Listen well and listen clearly. Challenge yourself to ask more questions than you make statements. Place more importance on understanding the perspectives of your teammates than making your perspective understood. This isn’t at all to say your perspective isn’t important, but you’ll likely find you can cut back quite a bit and still have great effect.
To the quiet ones
Speak. You have great ideas, and you only punish the team when you don’t share them. If you can’t find a voice with the whole team, find a teammate to help be your voice. If you form a close relationship with one of the loud ones, they can help make sure you’re heard.
If you get interrupted, keep trying. If your great idea is thoughtlessly disregarded, present it again. If the team provides you with no avenue to provide input, tell them that. They have a responsibility to you to give you the opportunity to be heard. And you have the responsibility of helping guide your team’s vision. If you want to be a good team member, you cannot be quiet and you cannot give up.
To the argumentative ones
Are you wasting your team’s time? Do your debates serve a purpose? Is the length of your debating worth the reward? Is there even a reward? It’s great to challenge ideas, but there are good and bad ways of challenging them. If you find yourself in a debate for 10 minutes, that was more than 5 minutes too long. Speak clearly, and make a point. If you’ve cycled in an argument more than 3 or 4 times, it’s not working.
You have a responsibility to participate in your team’s shared vision. This means you will have to agree to things you would not do if you were working alone. Your love of debate can serve the team well, if you can keep your debates short and on topic. Use your debates wisely, and always keep in mind that time is money. Do not waste your team’s time, and your client’s money.
To the closed-minded ones
You probably refuse to consider yourself closed-minded; that comes with the territory. You have a responsibility to participate in your team’s shared vision. And if your team members are good ones, that vision will assuredly deviate from your vision. You have a responsibility to your team to be flexible.
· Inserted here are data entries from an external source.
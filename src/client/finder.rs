// ABOUTME: Drives a FinderSession over the HTTP API client
// ABOUTME: Loads the catalog and submits selections, recording outcomes in the session
//
// Licensed under either of Apache License, Version 2.0 or MIT License at your option.
// Copyright ©2025 Async-IO.org

use fridge_core::models::Recipe;
use tracing::warn;

use super::{ApiClient, ClientResult, FinderSession};

/// A session bound to an API client
#[derive(Debug, Clone)]
pub struct Finder {
    client: ApiClient,
    session: FinderSession,
}

impl Finder {
    /// Fresh session talking to `client`
    #[must_use]
    pub fn new(client: ApiClient) -> Self {
        Self {
            client,
            session: FinderSession::new(),
        }
    }

    /// Current session state
    #[must_use]
    pub const fn session(&self) -> &FinderSession {
        &self.session
    }

    /// Session state for selection and search edits
    pub fn session_mut(&mut self) -> &mut FinderSession {
        &mut self.session
    }

    /// Underlying API client
    #[must_use]
    pub const fn client(&self) -> &ApiClient {
        &self.client
    }

    /// Fetch the catalog into the session
    ///
    /// A failure is recorded in the session banner and also returned.
    ///
    /// # Errors
    ///
    /// Returns the client error that failed the load
    pub async fn load_catalog(&mut self) -> ClientResult<()> {
        self.session.begin_catalog_load();
        match self.client.fetch_catalog().await {
            Ok(catalog) => {
                self.session.catalog_loaded(catalog);
                Ok(())
            }
            Err(e) => {
                warn!(error = %e, "Catalog load failed");
                self.session.catalog_failed(&e);
                Err(e)
            }
        }
    }

    /// Submit the current selection to the matcher
    ///
    /// An empty selection fails before any request is sent.
    ///
    /// # Errors
    ///
    /// Returns the session's validation error, or the client error of a
    /// failed request
    pub async fn submit(&mut self) -> ClientResult<&[Recipe]> {
        let request = self.session.begin_submit()?;
        let names = request.ingredients.unwrap_or_default();

        match self.client.find_recipes(&names).await {
            Ok(recipes) => {
                self.session.recipes_loaded(recipes);
                Ok(self.session.results().recipes())
            }
            Err(e) => {
                warn!(error = %e, "Recipe request failed");
                self.session.recipes_failed();
                Err(e)
            }
        }
    }
}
Challenge yourself to do things someone else’s way. If it’s not direly important, defer to your team members. Choose your battles. If you demand your way all the time, when it really matters no one will care. The boy who cried wolf. Be flexible with others and they will be flexible with you.
To the team
If you leverage each other well, you will accomplish far more than a bunch of clones of yourself would. You have a responsibility to have a vision. It should never be a single individual’s vision, but it should be one the team can agree to. You have a responsibility to protect that vision. You have a responsibility to implement that vision. You have a responsibility to amend that vision as new data comes in and the course of the project changes. A unified team is important and worth fighting for.